= Elfriede Reichelt =

German woman photographer

Elfriede Klara Emma Reichelt (30 January 1883 – 22 August 1953) was a German fine-art photographer.

== Life ==
Elfriede Klara Emma Reichelt was born in Breslau, the second of three daughters of the merchant Oswald Reichelt and Emma Reichelt, née Streit. Her father ran a porcelain shop in the main shopping street of Breslau.

Reichelt was one of the first women to study from 1906 to 1908 at the Staatliche Fachakademie für Fotodesign München and was a student of the well-known German-American pictorialist Frank Eugene.

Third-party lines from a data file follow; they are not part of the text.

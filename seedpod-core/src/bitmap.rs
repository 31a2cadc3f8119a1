//! Segment bitmaps and the random-start circular scans over them.
//!
//! Bit `i` lives in byte `i / 8` at position `i % 8`, least significant bit first. Bits past
//! the last segment in the final byte are always zero.

/// Mask of the valid bits in the last byte of a bitmap for `segments_count` segments.
pub fn last_byte_mask(segments_count: u32) -> u8 {
    match segments_count % 8 {
        0 => 0xFF,
        r => (1u8 << r) - 1,
    }
}

/// Bitmap length in bytes for `segments_count` segments.
pub fn bitmap_len(segments_count: u32) -> usize {
    (segments_count as usize).div_ceil(8)
}

/// Check a bitmap received from a peer: exact length and clean padding bits.
pub fn validate(bytes: &[u8], segments_count: u32) -> Result<(), BitmapError> {
    let expected = bitmap_len(segments_count);
    if bytes.len() != expected {
        return Err(BitmapError::Length {
            expected,
            actual: bytes.len(),
        });
    }
    if let Some(&last) = bytes.last() {
        if last & !last_byte_mask(segments_count) != 0 {
            return Err(BitmapError::PaddingBits);
        }
    }
    Ok(())
}

#[derive(Debug, Clone, PartialEq, Eq, thiserror::Error)]
pub enum BitmapError {
    #[error("bitmap length {actual} does not match expected {expected}")]
    Length { expected: usize, actual: usize },
    #[error("bitmap has bits set past the last segment")]
    PaddingBits,
}

/// Presence bitmap for the segments of one package.
#[derive(Debug, Clone, PartialEq, Eq)]
pub struct SegmentBitmap {
    bytes: Vec<u8>,
    segments_count: u32,
}

impl SegmentBitmap {
    /// No segment present.
    pub fn empty(segments_count: u32) -> Self {
        Self {
            bytes: vec![0; bitmap_len(segments_count)],
            segments_count,
        }
    }

    /// Every segment present.
    pub fn full(segments_count: u32) -> Self {
        let mut bytes = vec![0xFF; bitmap_len(segments_count)];
        if let Some(last) = bytes.last_mut() {
            *last = last_byte_mask(segments_count);
        }
        Self {
            bytes,
            segments_count,
        }
    }

    pub fn from_bytes(bytes: Vec<u8>, segments_count: u32) -> Result<Self, BitmapError> {
        validate(&bytes, segments_count)?;
        Ok(Self {
            bytes,
            segments_count,
        })
    }

    pub fn segments_count(&self) -> u32 {
        self.segments_count
    }

    pub fn as_bytes(&self) -> &[u8] {
        &self.bytes
    }

    pub fn into_bytes(self) -> Vec<u8> {
        self.bytes
    }

    pub fn is_set(&self, index: u32) -> bool {
        is_set(&self.bytes, index)
    }

    pub fn set(&mut self, index: u32) {
        assert!(index < self.segments_count, "segment {index} out of range");
        self.bytes[index as usize / 8] |= 1 << (index % 8);
    }

    pub fn clear(&mut self, index: u32) {
        assert!(index < self.segments_count, "segment {index} out of range");
        self.bytes[index as usize / 8] &= !(1 << (index % 8));
    }

    pub fn count_set(&self) -> u32 {
        self.bytes.iter().map(|b| b.count_ones()).sum()
    }

    pub fn is_full(&self) -> bool {
        self.count_set() == self.segments_count
    }

    /// Indexes of all set bits, ascending.
    pub fn iter_set(&self) -> impl Iterator<Item = u32> + '_ {
        (0..self.segments_count).filter(|&i| self.is_set(i))
    }
}

/// Test bit `index` of a raw bitmap.
pub fn is_set(bytes: &[u8], index: u32) -> bool {
    bytes
        .get(index as usize / 8)
        .is_some_and(|b| b & (1 << (index % 8)) != 0)
}

/// Scan `len` bytes circularly from `start_byte`, collecting up to `max_count` bit indexes
/// for which `available(byte_index)` has the bit set.
fn circular_scan(
    len: usize,
    segments_count: u32,
    start_byte: usize,
    max_count: usize,
    available: impl Fn(usize) -> u8,
) -> Vec<u32> {
    let mut out = Vec::new();
    if len == 0 || max_count == 0 {
        return out;
    }
    let mask = last_byte_mask(segments_count);
    for step in 0..len {
        let i = (start_byte + step) % len;
        let mut bits = available(i);
        if i == len - 1 {
            bits &= mask;
        }
        while bits != 0 {
            let bit = bits.trailing_zeros();
            bits &= bits - 1;
            out.push(i as u32 * 8 + bit);
            if out.len() == max_count {
                return out;
            }
        }
    }
    out
}

/// Segments missing locally, present on the remote (`None` = remote has everything) and not
/// already in progress.
pub fn select_for_download(
    local: &[u8],
    in_progress: &[u8],
    remote: Option<&[u8]>,
    segments_count: u32,
    start_byte: usize,
    max_count: usize,
) -> Vec<u32> {
    circular_scan(local.len(), segments_count, start_byte, max_count, |i| {
        let remote_bits = remote.map_or(0xFF, |r| r.get(i).copied().unwrap_or(0));
        !local[i] & !in_progress.get(i).copied().unwrap_or(0) & remote_bits
    })
}

/// Segments present locally (`None` = local has everything) and absent on the remote.
pub fn select_for_offer(
    local: Option<&[u8]>,
    remote: &[u8],
    segments_count: u32,
    start_byte: usize,
    max_count: usize,
) -> Vec<u32> {
    circular_scan(remote.len(), segments_count, start_byte, max_count, |i| {
        let local_bits = local.map_or(0xFF, |l| l.get(i).copied().unwrap_or(0));
        local_bits & !remote[i]
    })
}
//! Everything that can wake the scheduler, as one closed set.

use tokio::sync::mpsc;

#[derive(Debug, Clone, Copy, PartialEq, Eq)]
pub enum Wake {
    /// A download attempt finished and gave back its slot.
    SlotReleased,
    /// A status refresh brought new remote bitmaps.
    StatusRefreshed,
    PackageAdded,
    PackageRemoved,
    /// The delayed retry armed when no peer had anything to offer.
    RetryTimer,
}

#[derive(Debug, Clone)]
pub struct WakeSender(mpsc::UnboundedSender<Wake>);

pub type WakeReceiver = mpsc::UnboundedReceiver<Wake>;

pub fn channel() -> (WakeSender, WakeReceiver) {
    let (tx, rx) = mpsc::unbounded_channel();
    (WakeSender(tx), rx)
}

impl WakeSender {
    /// Ignores a closed receiver: nothing is left to wake.
    pub fn wake(&self, reason: Wake) {
        let _ = self.0.send(reason);
    }
}
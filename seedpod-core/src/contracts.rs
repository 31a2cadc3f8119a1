//! Collaborator contracts: the engine moves bytes and reads peer lists only through these.
//!
//! Async methods return boxed futures so the traits stay dyn-compatible
//! (`Arc<dyn Transport>` etc.).

use std::future::Future;
use std::io;
use std::net::SocketAddr;
use std::pin::Pin;

use bytes::Bytes;
use futures::stream::BoxStream;
use serde::{Deserialize, Serialize};

use crate::package::PackageId;
use crate::peer::PeerInfo;

/// Boxed future type for dyn-compatible async methods.
pub type BoxFuture<'a, T> = Pin<Box<dyn Future<Output = T> + Send + 'a>>;

/// Segment bytes in request order, as a stream of chunks of any size.
pub type SegmentStream = BoxStream<'static, io::Result<Bytes>>;

/// Why a remote peer did not serve a request.
#[derive(Debug, thiserror::Error)]
pub enum TransportFault {
    #[error("peer has no free upload slot")]
    Choked,
    #[error("peer does not have the package")]
    PackageNotFound,
    #[error("peer does not have the requested segments")]
    SegmentsNotFound,
    #[error("communication failure: {0}")]
    Communication(#[from] io::Error),
}

/// What a peer reports about one package.
#[derive(Debug, Clone, PartialEq, Eq, Serialize, Deserialize)]
pub struct PackageStatus {
    pub found: bool,
    pub bytes_downloaded: u64,
    /// `None` with `found` means the peer has every segment.
    pub bitmap: Option<Vec<u8>>,
}

impl PackageStatus {
    pub fn not_found() -> Self {
        Self {
            found: false,
            bytes_downloaded: 0,
            bitmap: None,
        }
    }
}

/// Request/response transport to other peers.
pub trait Transport: Send + Sync {
    /// Stream exactly the bytes of `segments` of `package`, in the given order.
    fn fetch_segments(
        &self,
        endpoint: SocketAddr,
        package: PackageId,
        segments: Vec<u32>,
    ) -> BoxFuture<'_, Result<SegmentStream, TransportFault>>;

    /// One status entry per requested package, in request order.
    fn fetch_remote_status(
        &self,
        endpoint: SocketAddr,
        packages: Vec<PackageId>,
    ) -> BoxFuture<'_, Result<Vec<PackageStatus>, TransportFault>>;
}

#[derive(Debug, thiserror::Error)]
pub enum StorageError {
    #[error("hash mismatch on segment {segment}")]
    HashMismatch { segment: u32 },
    #[error("package {0} not in storage")]
    PackageNotFound(PackageId),
    #[error("storage i/o: {0}")]
    Io(#[from] io::Error),
}

/// Write side of the verification pipeline for one request's segments.
///
/// Segments verified and written before a mismatch stay written; the caller decides what to
/// commit.
pub trait VerifiedWriter: Send {
    fn write(&mut self, chunk: Bytes) -> BoxFuture<'_, Result<(), StorageError>>;

    /// Flush and check that every segment arrived and matched its hash.
    fn finish(self: Box<Self>) -> BoxFuture<'static, Result<(), StorageError>>;
}

/// Local package data.
pub trait Storage: Send + Sync {
    fn open_verified_write(
        &self,
        package: PackageId,
        segments: Vec<u32>,
    ) -> BoxFuture<'_, Result<Box<dyn VerifiedWriter>, StorageError>>;

    fn read_segments(
        &self,
        package: PackageId,
        segments: Vec<u32>,
    ) -> BoxFuture<'_, Result<SegmentStream, StorageError>>;

    /// Best effort. `None` records the package as complete.
    fn persist_download_status(
        &self,
        package: PackageId,
        bitmap: Option<Vec<u8>>,
    ) -> BoxFuture<'_, Result<(), StorageError>>;
}

/// A peer and the packages it advertises.
#[derive(Debug, Clone, PartialEq, Eq)]
pub struct KnownPeer {
    pub info: PeerInfo,
    /// `None` when the peer's catalog is unknown; it is then asked about every package.
    pub packages: Option<Vec<PackageId>>,
}

impl KnownPeer {
    pub fn advertises(&self, package: &PackageId) -> bool {
        self.packages.as_ref().map_or(true, |p| p.contains(package))
    }
}

/// Read-only view of the host's peer list. The engine never adds or removes peers.
pub trait PeerRegistry: Send + Sync {
    fn peers(&self) -> Vec<KnownPeer>;
}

After her training, the photographer returned to her Silesian homeland to open a studio for artistic portrait photography in Wroclaw. Until the beginning of the 1930s, the professional photographer took portraits of both the national celebrities of the time as well as well-known personalities from Wroclaw, who often came from the circles of the academy and local collectors and aristocrats.

Landscape, still-life and nude photographs were also part of her range of motifs.

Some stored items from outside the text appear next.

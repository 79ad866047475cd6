//! The Module Assembler: merges the generated dispatcher body with the
//! static runtime catalogue (closed under dependency) and a fixed module
//! preamble into one complete WAST module string.

use std::collections::BTreeSet;

use crate::catalogue;
use crate::config::Config;
use crate::opcode::OpKind;

/// Stack layout constants from §6: 1024 slots of 32 bytes, `$sp` initially
/// one slot below the first (empty stack sentinel).
const STACK_SLOTS: i32 = 1024;
const STACK_POINTER_EMPTY: i32 = -32;

pub fn assemble(
    main_body: &str,
    opcodes_used: &BTreeSet<OpKind>,
    callback_table: &[String],
    stack_trace: bool,
    config: &Config,
) -> String {
    let used: Vec<OpKind> = opcodes_used.iter().copied().collect();
    let closure = catalogue::dependency_closure(&used);

    let mut functions = String::new();
    let mut imports = String::new();

    imports.push_str("(import \"ethereum\" \"useGas\" (func $useGas (param i64)))\n");
    if stack_trace {
        imports.push_str("(import \"debug\" \"printMemHex\" (func $printMemHex (param i32 i32)))\n");
        imports.push_str("(import \"debug\" \"print\" (func $print (param i64)))\n");
        imports.push_str(
            "(import \"debug\" \"evmTrace\" (func $stackTrace (param i32 i32 i64 i32)))\n",
        );
    }

    for kind in &closure {
        if let Some(snippet) = catalogue::snippet(*kind) {
            if !snippet.imports.is_empty() {
                imports.push_str(snippet.imports);
                imports.push('\n');
            }
            functions.push_str(snippet.wast);
            functions.push('\n');
        }
    }

    let callback_table_decl = if callback_table.is_empty() {
        String::new()
    } else {
        let elems = callback_table.join(" ");
        format!(
            "(table (export \"callback\") anyfunc (elem {}))\n",
            elems
        )
    };

    format!(
        "(module\n{imports}\
         (memory (export \"memory\") {pages})\n\
         (global $cb_dest (mut i32) (i32.const 0))\n\
         (global $sp (mut i32) (i32.const {sp_init}))\n\
         (global $init (mut i32) (i32.const 0))\n\
         (global $memstart (mut i32) (i32.const 33832))\n\
         (global $wordCount (mut i32) (i32.const 0))\n\
         (global $prevMemCost (mut i32) (i32.const 0))\n\
         {callback_table_decl}\
         {functions}\
         (func $main (export \"main\") (local $jump_dest i32)\n\
           (set_local $jump_dest (i32.const -1))\n\
           {main_body}\n\
         )\n\
         )",
        imports = imports,
        pages = config.memory_initial_pages,
        sp_init = STACK_POINTER_EMPTY,
        callback_table_decl = callback_table_decl,
        functions = functions,
        main_body = main_body,
    )
}

/// Reports whether a given stack slot count is consistent with the fixed
/// 1024-slot layout this assembler emits; used by tests and by
/// `Config::default` as a sanity companion rather than a runtime check.
pub fn max_stack_slots() -> i32 {
    STACK_SLOTS
}

#[cfg(test)]
mod tests {
    use super::*;
    use crate::builder::translate;

    #[test]
    fn assembles_module_with_memory_and_main() {
        let out = translate(&[0x00], false, false);
        let body = crate::linker::link(&out.chunks, &out.segments);
        let text = assemble(&body, &out.opcodes_used, &out.callback_table, false, &Config::default());
        assert!(text.starts_with("(module"));
        assert!(text.contains("(memory (export \"memory\") 500)"));
        assert!(text.contains("(func $main (export \"main\")"));
        assert!(text.ends_with(")"));
    }

    #[test]
    fn includes_dependency_closure_for_mul() {
        let out = translate(&[0x60, 0x02, 0x60, 0x03, 0x02, 0x00], false, false);
        let body = crate::linker::link(&out.chunks, &out.segments);
        let text = assemble(&body, &out.opcodes_used, &out.callback_table, false, &Config::default());
        assert!(text.contains("$mul_256"));
        assert!(text.contains("$check_overflow"));
        assert!(text.contains("$MUL"));
    }

    #[test]
    fn stack_trace_pulls_in_debug_imports() {
        let out = translate(&[0x00], true, false);
        let body = crate::linker::link(&out.chunks, &out.segments);
        let text = assemble(&body, &out.opcodes_used, &out.callback_table, true, &Config::default());
        assert!(text.contains("\"evmTrace\""));
    }
}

Reichelt was often allowed to portray Wilhelm II and his family in exile in the Netherlands in the 1920s. A large number of her portrait photos are inventoried in the Deutsche Fotothek. Among them, for example, one showing the ex-monarch with his little stepdaughter Henriette (1918-1972). It is entitled "Doorn. Kaiser Wilhelm II with Princess Henriette Schoenaich-Carolath in his arms". Another portrait photograph by Reichelt shows Henriette von Schönaich-Carolath with the family dog: "Princess Henriette von Schoenaich-Carolath with shepherd dog "Arno"". This was shown, among others, in Reichelt's exhibition at the Silesian Museum of Fine Arts in 1925 and published at the time in the Illustrated Weekly Supplement of the Silesian Zeitung.

She participated in important photo exhibitions of the era and published her pictures in renowned journals. The photographer was a member of the German Deutscher Werkbund and the Gesellschaft Deutscher Lichtbildner (GDL).

In 1927 she married the Ulm industrialist Hans Wieland and retired from active professional photography in the mid-1930s. After a few years in Ulm, Reichelt lived in Grünwald near Munich after separating from her husband in 1936.

She lived there in a spacious house with a housekeeper and gardener. During the war years, when her estate also suffered bomb damage, she took in her great-niece Dörte Schreiber there from 1941 to 1943. In her last years, Reichelt was ill with bladder cancer of which she died aged 70.